RECORD EXCERPTS |

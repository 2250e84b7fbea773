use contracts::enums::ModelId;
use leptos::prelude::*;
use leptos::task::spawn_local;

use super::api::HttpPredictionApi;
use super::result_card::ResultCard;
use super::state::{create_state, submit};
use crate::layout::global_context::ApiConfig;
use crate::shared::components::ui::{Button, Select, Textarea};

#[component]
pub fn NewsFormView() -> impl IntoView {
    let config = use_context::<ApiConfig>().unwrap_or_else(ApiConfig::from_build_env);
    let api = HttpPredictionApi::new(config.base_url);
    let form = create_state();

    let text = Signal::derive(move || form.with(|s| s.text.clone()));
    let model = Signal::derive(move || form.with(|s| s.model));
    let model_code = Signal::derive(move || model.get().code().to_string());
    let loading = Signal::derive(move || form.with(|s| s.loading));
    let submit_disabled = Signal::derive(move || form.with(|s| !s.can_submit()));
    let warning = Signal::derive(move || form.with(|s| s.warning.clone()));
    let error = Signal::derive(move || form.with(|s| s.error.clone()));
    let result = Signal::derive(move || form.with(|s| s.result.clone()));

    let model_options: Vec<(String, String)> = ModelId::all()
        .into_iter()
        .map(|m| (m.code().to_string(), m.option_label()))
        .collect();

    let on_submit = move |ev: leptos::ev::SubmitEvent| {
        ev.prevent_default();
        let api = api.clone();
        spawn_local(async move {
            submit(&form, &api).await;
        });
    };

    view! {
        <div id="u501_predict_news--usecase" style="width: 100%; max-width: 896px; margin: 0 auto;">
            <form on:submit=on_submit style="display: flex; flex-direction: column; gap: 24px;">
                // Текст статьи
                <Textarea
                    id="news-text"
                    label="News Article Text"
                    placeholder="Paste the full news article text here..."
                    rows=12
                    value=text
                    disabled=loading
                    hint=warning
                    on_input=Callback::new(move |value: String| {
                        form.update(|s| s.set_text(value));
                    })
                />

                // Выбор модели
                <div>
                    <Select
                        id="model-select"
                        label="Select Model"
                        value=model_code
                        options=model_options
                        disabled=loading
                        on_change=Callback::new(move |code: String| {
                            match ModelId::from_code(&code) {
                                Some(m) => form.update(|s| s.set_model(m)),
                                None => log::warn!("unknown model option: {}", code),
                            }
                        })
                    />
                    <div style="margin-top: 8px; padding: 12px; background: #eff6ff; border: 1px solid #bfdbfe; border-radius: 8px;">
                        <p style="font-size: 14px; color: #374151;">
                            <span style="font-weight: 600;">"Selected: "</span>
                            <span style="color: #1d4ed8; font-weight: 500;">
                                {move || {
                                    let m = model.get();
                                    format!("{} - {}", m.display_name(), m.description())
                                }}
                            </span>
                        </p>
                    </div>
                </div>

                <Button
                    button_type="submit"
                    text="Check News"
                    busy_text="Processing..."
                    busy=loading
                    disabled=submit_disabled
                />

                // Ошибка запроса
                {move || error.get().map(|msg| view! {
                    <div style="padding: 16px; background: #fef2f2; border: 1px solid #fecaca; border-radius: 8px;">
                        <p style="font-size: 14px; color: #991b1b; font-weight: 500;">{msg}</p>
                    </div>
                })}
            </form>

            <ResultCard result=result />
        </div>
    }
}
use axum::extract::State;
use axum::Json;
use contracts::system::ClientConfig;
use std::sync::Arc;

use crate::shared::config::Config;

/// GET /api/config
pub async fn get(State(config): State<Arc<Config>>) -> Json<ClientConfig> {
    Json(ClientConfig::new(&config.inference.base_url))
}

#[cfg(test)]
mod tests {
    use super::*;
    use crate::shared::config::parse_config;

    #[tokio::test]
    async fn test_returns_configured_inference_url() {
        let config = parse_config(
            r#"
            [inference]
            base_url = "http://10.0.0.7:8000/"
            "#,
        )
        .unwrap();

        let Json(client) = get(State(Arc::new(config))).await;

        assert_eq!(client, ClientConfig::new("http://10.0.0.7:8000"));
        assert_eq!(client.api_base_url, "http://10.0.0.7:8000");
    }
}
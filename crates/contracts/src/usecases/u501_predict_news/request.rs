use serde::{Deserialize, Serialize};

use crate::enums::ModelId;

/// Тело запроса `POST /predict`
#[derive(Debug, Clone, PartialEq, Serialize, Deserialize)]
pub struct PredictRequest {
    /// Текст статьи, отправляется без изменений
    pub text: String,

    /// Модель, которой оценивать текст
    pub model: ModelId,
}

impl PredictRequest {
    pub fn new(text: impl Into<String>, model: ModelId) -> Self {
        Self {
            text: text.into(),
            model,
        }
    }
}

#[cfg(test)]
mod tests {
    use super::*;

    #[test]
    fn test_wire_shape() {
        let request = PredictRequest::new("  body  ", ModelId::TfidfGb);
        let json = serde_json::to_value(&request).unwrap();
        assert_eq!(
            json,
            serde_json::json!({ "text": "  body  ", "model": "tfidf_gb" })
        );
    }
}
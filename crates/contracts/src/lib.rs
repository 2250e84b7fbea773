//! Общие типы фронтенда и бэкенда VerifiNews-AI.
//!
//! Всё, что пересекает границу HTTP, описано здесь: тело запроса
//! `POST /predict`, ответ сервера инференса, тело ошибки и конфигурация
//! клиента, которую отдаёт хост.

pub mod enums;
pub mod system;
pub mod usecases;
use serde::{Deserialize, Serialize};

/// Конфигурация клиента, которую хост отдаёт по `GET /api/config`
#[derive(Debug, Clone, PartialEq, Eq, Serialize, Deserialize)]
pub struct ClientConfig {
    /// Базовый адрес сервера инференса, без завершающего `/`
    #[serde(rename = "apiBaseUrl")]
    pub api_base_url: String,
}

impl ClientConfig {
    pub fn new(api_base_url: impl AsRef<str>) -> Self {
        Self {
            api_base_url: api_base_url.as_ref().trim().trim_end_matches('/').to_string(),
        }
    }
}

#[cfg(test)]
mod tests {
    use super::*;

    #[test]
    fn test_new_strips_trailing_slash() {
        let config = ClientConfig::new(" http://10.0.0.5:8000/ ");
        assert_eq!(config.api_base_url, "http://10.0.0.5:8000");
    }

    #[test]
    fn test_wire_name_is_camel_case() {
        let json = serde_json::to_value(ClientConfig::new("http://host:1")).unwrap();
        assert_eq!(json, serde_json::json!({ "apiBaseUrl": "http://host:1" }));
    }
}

TASK OBJECTIVE |
Work through the records above and count the lines that hold the string "shared". Please give only that figure.

RESPONSE TO THE TASK |
3